Second, soaring margin debt -- money borrowed to buy stocks -- in the economy at large suggests that risky bets like Archegos’ could be extremely common. Margin debt increased by 50% since February 2020, driving the current bull market. But Archegos shows that the same leverage that accelerated the climb can accelerate the tumble with just a little push.
For now, Archegos seems to be just a faint echo of approaching footsteps marking the end of the no-cost capital era.
Rapid Round
OPEC+ output boosts won’t help frackers
The OPEC+ consortium of oil-producing nations announced Thursday that it will gradually raise crude output by nearly one million barrels per month through July. The move follows expectations for increased demand from a reopening United States, but is still reserved -- daily output will remain around 6.5 million barrels below the onset of the pandemic.
The shift follows an earlier decision to not relax production cuts which helped drive West Texas Intermediate (WTI) crude toward $70/barrel before settling around $61/barrel today. OPEC+ wants to avoid producing too much given the risks of another wave of COVID and Europe's slow vaccine rollout.
The decision’s big loser: U.S. shale production, which will continue to decline through at least 2022, according to Bloomberg. In 2021, the industry could shed another 485,000 barrels per day. The current price is enough to make drilling profitable, but producers took on massive debts on the expectation of continued high prices before the pandemic, leading to a wave of bankruptcies, consolidation, and stingy capital expenditures.
NFT bubble might be bursting
Daily trading volumes in non-fungible tokens (NFTs) -- blockchain-based speculative vehicles for claiming ownership of digital images -- cratered last month from a high of $19.3 million on March 11 to $5.3 million on March 30. Average prices for the tokens are down 70% from February. The total value of NFTs in circulation at NBA Top Shot, where traders exchange digital trading cards, fell by $760 million to $1.09 billion even as the exchange announced a $305 million funding round.

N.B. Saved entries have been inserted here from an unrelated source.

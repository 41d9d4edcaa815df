// Simple Moving Average (SMA) indicator implementation
use super::{rolling_mean, IndicatorCalculator};
use serde_json::Value;
use shared::models::Candle;

pub struct Sma {
    name: String,
    period: usize,
}

impl Sma {
    pub fn new(period: usize) -> Self {
        Self {
            name: format!("SMA({})", period),
            period,
        }
    }
}

impl IndicatorCalculator for Sma {
    fn name(&self) -> &str {
        &self.name
    }

    fn parameters(&self) -> Value {
        serde_json::json!({ "period": self.period })
    }

    fn calculate(&self, data: &[Candle]) -> Vec<Option<f64>> {
        let closes: Vec<f64> = data.iter().map(|c| c.close).collect();
        rolling_mean(&closes, self.period)
    }
}

#[cfg(test)]
mod tests {
    use super::*;
    use crate::indicators::tests::candles_from_closes;

    fn assert_option_vec_eq(a: &[Option<f64>], b: &[Option<f64>]) {
        assert_eq!(a.len(), b.len(), "Vectors differ in length");
        for (i, (val_a, val_b)) in a.iter().zip(b.iter()).enumerate() {
            match (val_a, val_b) {
                (None, None) => {}
                (Some(x), Some(y)) => assert!((x - y).abs() < 1e-9, "Mismatch at index {}: {} != {}", i, x, y),
                _ => panic!("Mismatch at index {}: {:?} != {:?}", i, val_a, val_b),
            }
        }
    }

    #[test]
    fn test_sma_calculation() {
        let candles = candles_from_closes(&[1.0, 2.0, 3.0, 4.0, 5.0]);
        let sma = Sma::new(3);
        let results = sma.calculate(&candles);
        // expected: None, None, (1+2+3)/3=2.0, (2+3+4)/3=3.0, (3+4+5)/3=4.0
        assert_option_vec_eq(&results, &[None, None, Some(2.0), Some(3.0), Some(4.0)]);
    }

    #[test]
    fn test_sma_insufficient_data() {
        let candles = candles_from_closes(&[1.0, 2.0]);
        let results = Sma::new(3).calculate(&candles);
        assert_option_vec_eq(&results, &[None, None]);
    }

    #[test]
    fn test_sma_period_one() {
        let candles = candles_from_closes(&[1.0, 2.0, 3.0]);
        let results = Sma::new(1).calculate(&candles);
        // SMA(1) is just the close price
        assert_option_vec_eq(&results, &[Some(1.0), Some(2.0), Some(3.0)]);
    }

    #[test]
    fn test_sma_empty_data() {
        let results = Sma::new(3).calculate(&[]);
        assert!(results.is_empty());
    }

    #[test]
    fn test_sma_name_and_parameters() {
        let sma = Sma::new(50);
        assert_eq!(sma.name(), "SMA(50)");
        assert_eq!(sma.parameters()["period"], 50);
    }
}
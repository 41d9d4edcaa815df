use chrono::{DateTime, Utc};
use serde::{Deserialize, Serialize};
use std::fmt;

use crate::utils::{format_eastern_time, format_price};

#[derive(Debug, Clone, Copy, PartialEq, Serialize, Deserialize)]
pub struct Candle {
    pub timestamp: DateTime<Utc>,
    pub open: f64,
    pub high: f64,
    pub low: f64,
    pub close: f64,
    pub volume: f64,
}

#[derive(Debug, Clone, Copy, Serialize, Deserialize, PartialEq, Eq, Hash)]
pub enum TimeFrame {
    Minute1,
    Minute5,
    Minute15,
    Minute30,
    Hour1,
    Day1,
}

impl TimeFrame {
    /// Exchange-agnostic label, e.g. "15m".
    pub fn label(&self) -> &'static str {
        match self {
            TimeFrame::Minute1 => "1m",
            TimeFrame::Minute5 => "5m",
            TimeFrame::Minute15 => "15m",
            TimeFrame::Minute30 => "30m",
            TimeFrame::Hour1 => "1h",
            TimeFrame::Day1 => "1d",
        }
    }

    pub fn duration_ms(&self) -> i64 {
        let minutes = match self {
            TimeFrame::Minute1 => 1,
            TimeFrame::Minute5 => 5,
            TimeFrame::Minute15 => 15,
            TimeFrame::Minute30 => 30,
            TimeFrame::Hour1 => 60,
            TimeFrame::Day1 => 1440,
        };
        minutes * 60_000
    }
}

impl fmt::Display for TimeFrame {
    fn fmt(&self, f: &mut fmt::Formatter<'_>) -> fmt::Result {
        f.write_str(self.label())
    }
}

#[derive(Debug, Clone, Copy, Serialize, Deserialize, PartialEq, Eq)]
pub enum Direction {
    Buy,
    Sell,
}

#[derive(Debug, Clone, Copy, Serialize, Deserialize, PartialEq, Eq)]
pub enum Trend {
    Bullish,
    Bearish,
    Neutral,
}

impl fmt::Display for Trend {
    fn fmt(&self, f: &mut fmt::Formatter<'_>) -> fmt::Result {
        let label = match self {
            Trend::Bullish => "Bullish",
            Trend::Bearish => "Bearish",
            Trend::Neutral => "Neutral",
        };
        f.write_str(label)
    }
}

/// The three indicator families that can make a pair signal-worthy.
#[derive(Debug, Clone, Copy, Serialize, Deserialize, PartialEq, Eq)]
pub enum IndicatorFamily {
    MovingAverageCrossover,
    Rsi,
    BollingerBands,
}

impl IndicatorFamily {
    pub fn display_name(&self) -> &'static str {
        match self {
            IndicatorFamily::MovingAverageCrossover => "Moving Average Crossover",
            IndicatorFamily::Rsi => "RSI",
            IndicatorFamily::BollingerBands => "Bollinger Bands",
        }
    }
}

#[derive(Debug, Clone, PartialEq, Serialize, Deserialize)]
pub struct SignalSection {
    pub indicator: IndicatorFamily,
    pub direction: Direction,
    pub entry_price: f64,
    pub stop_loss: f64,
    pub target_price: f64,
    /// Indicator reading worth echoing in the message (the RSI value).
    pub reading: Option<f64>,
}

#[derive(Debug, Clone, PartialEq, Serialize, Deserialize)]
pub struct TradeSignal {
    pub pair: String,
    pub trend_1h: Trend,
    pub trend_15m: Trend,
    pub sections: Vec<SignalSection>,
    pub risk_to_reward: Option<f64>,
    pub suggested_trade_size: f64,
    pub volume_spike: bool,
    pub generated_at: DateTime<Utc>,
}

pub const CAUTION_FOOTER: &str = "🚨 **Caution**: Conflicting signals from RSI and Bollinger Bands.";

impl TradeSignal {
    pub fn timestamp_est(&self) -> String {
        format_eastern_time(self.generated_at)
    }
}

impl fmt::Display for TradeSignal {
    fn fmt(&self, f: &mut fmt::Formatter<'_>) -> fmt::Result {
        writeln!(f, "⚠️ **Trading Signal for {}** ⚠️", self.pair)?;
        writeln!(
            f,
            "**Trend Overview**: {} on 1-hour, {} on 15-minute chart.",
            self.trend_1h, self.trend_15m
        )?;

        for section in &self.sections {
            writeln!(f, "**{}**:", section.indicator.display_name())?;
            let marker = match section.direction {
                Direction::Buy => "🔵 Signal: Buy",
                Direction::Sell => "🔴 Signal: Sell",
            };
            match section.reading {
                Some(value) => writeln!(f, "{} (RSI={:.2})", marker, value)?,
                None => writeln!(f, "{}", marker)?,
            }
            writeln!(f, "💰 Entry Price: ${}", format_price(section.entry_price))?;
            writeln!(f, "🛑 Stop Loss: ${}", format_price(section.stop_loss))?;
        }

        if self.volume_spike {
            writeln!(f, "📈 **Volume Spike**: latest volume above its 50-bar average")?;
        }
        if let Some(ratio) = self.risk_to_reward {
            writeln!(f, "📊 **Risk-to-Reward Ratio**: {}", format_price(ratio))?;
        }
        writeln!(
            f,
            "💼 **Suggested Trade Size**: {} units",
            format_price(self.suggested_trade_size)
        )?;
        writeln!(f, "🕒 **Time of Signal**: {}", self.timestamp_est())?;
        f.write_str(CAUTION_FOOTER)
    }
}
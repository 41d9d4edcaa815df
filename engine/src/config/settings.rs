// Signal engine settings: a JSON file for trading parameters, environment variables for secrets.
use serde::Deserialize;
use std::path::Path;
use std::time::Duration;

use crate::error::EngineError;

pub const DEFAULT_KUCOIN_BASE_URL: &str = "https://api.kucoin.com";
pub const DEFAULT_TELEGRAM_BASE_URL: &str = "https://api.telegram.org";

fn default_total_balance() -> f64 {
    10_000.0
}

fn default_risk_percentage() -> f64 {
    2.0
}

fn default_signal_check_interval() -> u64 {
    100
}

fn default_lookback_hours() -> i64 {
    24
}

#[derive(Debug, Deserialize, Clone)]
pub struct SignalSettings {
    #[serde(default)]
    pub trading_pairs: Vec<String>,
    // Required, but kept optional here so a missing key is reported by `validate`.
    #[serde(default)]
    pub stop_loss_pct: Option<f64>,
    #[serde(default = "default_total_balance")]
    pub total_balance: f64,
    #[serde(default = "default_risk_percentage")]
    pub risk_percentage: f64,
    /// Seconds between scheduled runs. Owned by the scheduler, not the aggregator.
    #[serde(default = "default_signal_check_interval")]
    pub signal_check_interval: u64,
    #[serde(default = "default_lookback_hours")]
    pub lookback_hours: i64,
    #[serde(flatten)]
    pub indicators: IndicatorSettings,
    #[serde(flatten)]
    pub retry: RetrySettings,
}

impl Default for SignalSettings {
    fn default() -> Self {
        SignalSettings {
            trading_pairs: vec!["BTC/USDT".to_string(), "ETH/USDT".to_string()],
            stop_loss_pct: None,
            total_balance: default_total_balance(),
            risk_percentage: default_risk_percentage(),
            signal_check_interval: default_signal_check_interval(),
            lookback_hours: default_lookback_hours(),
            indicators: IndicatorSettings::default(),
            retry: RetrySettings::default(),
        }
    }
}

impl SignalSettings {
    pub fn from_file(path: impl AsRef<Path>) -> Result<Self, EngineError> {
        let raw = std::fs::read_to_string(path.as_ref())?;
        Self::from_json(&raw)
    }

    pub fn from_json(raw: &str) -> Result<Self, EngineError> {
        Ok(serde_json::from_str(raw)?)
    }

    /// Checks the keys a run cannot do without. Nothing is fetched or sent when this fails.
    pub fn validate(&self) -> Result<(), EngineError> {
        if self.trading_pairs.is_empty() {
            return Err(EngineError::ConfigError("trading_pairs must not be empty".to_string()));
        }
        match self.stop_loss_pct {
            None => return Err(EngineError::ConfigError("stop_loss_pct is required".to_string())),
            Some(pct) if !pct.is_finite() || pct < 0.0 => {
                return Err(EngineError::ConfigError(format!(
                    "stop_loss_pct must be a non-negative number, got {}",
                    pct
                )));
            }
            Some(_) => {}
        }
        if self.signal_check_interval == 0 {
            return Err(EngineError::ConfigError("signal_check_interval must be positive".to_string()));
        }
        if self.lookback_hours <= 0 {
            return Err(EngineError::ConfigError("lookback_hours must be positive".to_string()));
        }
        self.indicators.validate()?;
        self.retry.validate()
    }

    pub fn lookback(&self) -> chrono::Duration {
        chrono::Duration::hours(self.lookback_hours)
    }

    pub fn check_interval(&self) -> Duration {
        Duration::from_secs(self.signal_check_interval)
    }
}

#[derive(Debug, Deserialize, Clone, PartialEq)]
#[serde(default)]
pub struct IndicatorSettings {
    pub short_ma_window: usize,
    pub long_ma_window: usize,
    pub rsi_window: usize,
    pub bollinger_window: usize,
    pub bollinger_std_dev: f64,
    pub volume_spike_threshold: f64,
    #[serde(rename = "1h_short_ma_window")]
    pub trend_1h_short_window: usize,
    #[serde(rename = "1h_long_ma_window")]
    pub trend_1h_long_window: usize,
    #[serde(rename = "15m_short_ma_window")]
    pub trend_15m_short_window: usize,
    #[serde(rename = "15m_long_ma_window")]
    pub trend_15m_long_window: usize,
}

impl Default for IndicatorSettings {
    fn default() -> Self {
        IndicatorSettings {
            short_ma_window: 50,
            long_ma_window: 200,
            rsi_window: 14,
            bollinger_window: 20,
            bollinger_std_dev: 2.0,
            volume_spike_threshold: 1.5,
            trend_1h_short_window: 50,
            trend_1h_long_window: 200,
            trend_15m_short_window: 50,
            trend_15m_long_window: 200,
        }
    }
}

impl IndicatorSettings {
    fn validate(&self) -> Result<(), EngineError> {
        let windows = [
            ("short_ma_window", self.short_ma_window),
            ("long_ma_window", self.long_ma_window),
            ("rsi_window", self.rsi_window),
            ("bollinger_window", self.bollinger_window),
            ("1h_short_ma_window", self.trend_1h_short_window),
            ("1h_long_ma_window", self.trend_1h_long_window),
            ("15m_short_ma_window", self.trend_15m_short_window),
            ("15m_long_ma_window", self.trend_15m_long_window),
        ];
        for (key, window) in windows {
            if window == 0 {
                return Err(EngineError::ConfigError(format!("{} must be greater than 0", key)));
            }
        }
        Ok(())
    }
}

#[derive(Debug, Deserialize, Clone, PartialEq)]
#[serde(default)]
pub struct RetrySettings {
    pub fetch_retries: u32,
    pub fetch_retry_delay_secs: u64,
    pub notify_retries: u32,
    pub notify_retry_delay_secs: u64,
}

impl Default for RetrySettings {
    fn default() -> Self {
        RetrySettings {
            fetch_retries: 3,
            fetch_retry_delay_secs: 5,
            notify_retries: 3,
            notify_retry_delay_secs: 5,
        }
    }
}

impl RetrySettings {
    /// Retry settings from a config file that may be absent or incomplete, for runs
    /// that only need to notify. Falls back to the defaults when the file is unusable.
    pub fn from_file_or_default(path: impl AsRef<Path>) -> Self {
        let path = path.as_ref();
        match SignalSettings::from_file(path) {
            Ok(settings) if settings.retry.validate().is_ok() => settings.retry,
            Ok(_) => {
                tracing::warn!(path = %path.display(), "Retry counts must be at least 1, using defaults");
                RetrySettings::default()
            }
            Err(e) => {
                tracing::warn!(path = %path.display(), error = %e, "No usable config, using default retries");
                RetrySettings::default()
            }
        }
    }

    fn validate(&self) -> Result<(), EngineError> {
        if self.fetch_retries == 0 || self.notify_retries == 0 {
            return Err(EngineError::ConfigError("retry counts must be at least 1".to_string()));
        }
        Ok(())
    }

    pub fn fetch_delay(&self) -> Duration {
        Duration::from_secs(self.fetch_retry_delay_secs)
    }

    pub fn notify_delay(&self) -> Duration {
        Duration::from_secs(self.notify_retry_delay_secs)
    }
}

#[derive(Debug, Clone)]
pub struct TelegramSettings {
    pub bot_token: String,
    pub chat_id: String,
    pub base_url: String,
}

impl TelegramSettings {
    pub fn from_env() -> Result<Self, EngineError> {
        let bot_token = std::env::var("TELEGRAM_BOT_TOKEN").ok();
        let chat_id = std::env::var("CHAT_ID").ok();
        match (bot_token, chat_id) {
            (Some(bot_token), Some(chat_id)) if !bot_token.is_empty() && !chat_id.is_empty() => {
                Ok(TelegramSettings {
                    bot_token,
                    chat_id,
                    base_url: std::env::var("TELEGRAM_BASE_URL")
                        .unwrap_or_else(|_| DEFAULT_TELEGRAM_BASE_URL.to_string()),
                })
            }
            _ => Err(EngineError::ConfigError(
                "TELEGRAM_BOT_TOKEN and CHAT_ID environment variables must be set".to_string(),
            )),
        }
    }
}

#[derive(Debug, Clone)]
pub struct ExchangeSettings {
    pub base_url: String,
}

impl Default for ExchangeSettings {
    fn default() -> Self {
        ExchangeSettings { base_url: DEFAULT_KUCOIN_BASE_URL.to_string() }
    }
}

impl ExchangeSettings {
    pub fn from_env() -> Self {
        std::env::var("KUCOIN_BASE_URL")
            .map(|base_url| ExchangeSettings { base_url })
            .unwrap_or_default()
    }
}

Digital artist Mike “Beeple” Winkelmann, who sold an NFT for $69.3 million last month, went so far as to admit that the market is a bubble. “I absolutely think it’s a bubble, to be quite honest. I go back to the analogy of the beginning of the internet. There was a bubble. And the bubble burst,” Winkelmann said. “But it didn’t wipe out the internet. And so the technology itself is strong enough where I think it’s going to outlive that.”
The sector has also become a magnet for fraud. Fake NFT "stores" and so-called "wash trading," in which investors simultaneously buy and sell the same asset to create the illusion of high demand have become endemic. Wash trading is illegal for regulated assets, but NFTs remain a wild west scenario for speculators.
Rutte survives despite vaccine debacle
Dutch Prime Minister Mark Rutte narrowly survived a no-confidence vote on Friday. His party, the right-wing People’s Party for Freedom and Democracy, emerged as the winner in March’s general election, but rival MPs accused Rutte of lying about efforts to discipline another MP during coalition negotiations.
Rutte is the ringleader of the European Union’s liberal right whose austere politics have led to the continent’s disastrous vaccine rollout, prompting a new wave of COVID infections. The Union put all of its vaccine eggs in the AstraZeneca jab basket, due to the shot’s lower cost compared to Pfizer and Moderna alternatives. AstraZeneca has faced extraordinary side effect issues, as well as production problems.
The need for vaccines is causing some European countries to look to Russia and China for supplies. Slovakia, Croatia, Serbia, and Hungary have sought deals to acquire Russia’s Sputnik V vaccine, with Hungary and Serbia also cutting deals with China for its Sinopharm shot. Serbia’s partnerships with the two countries has given it one of Europe’s highest vaccination rates.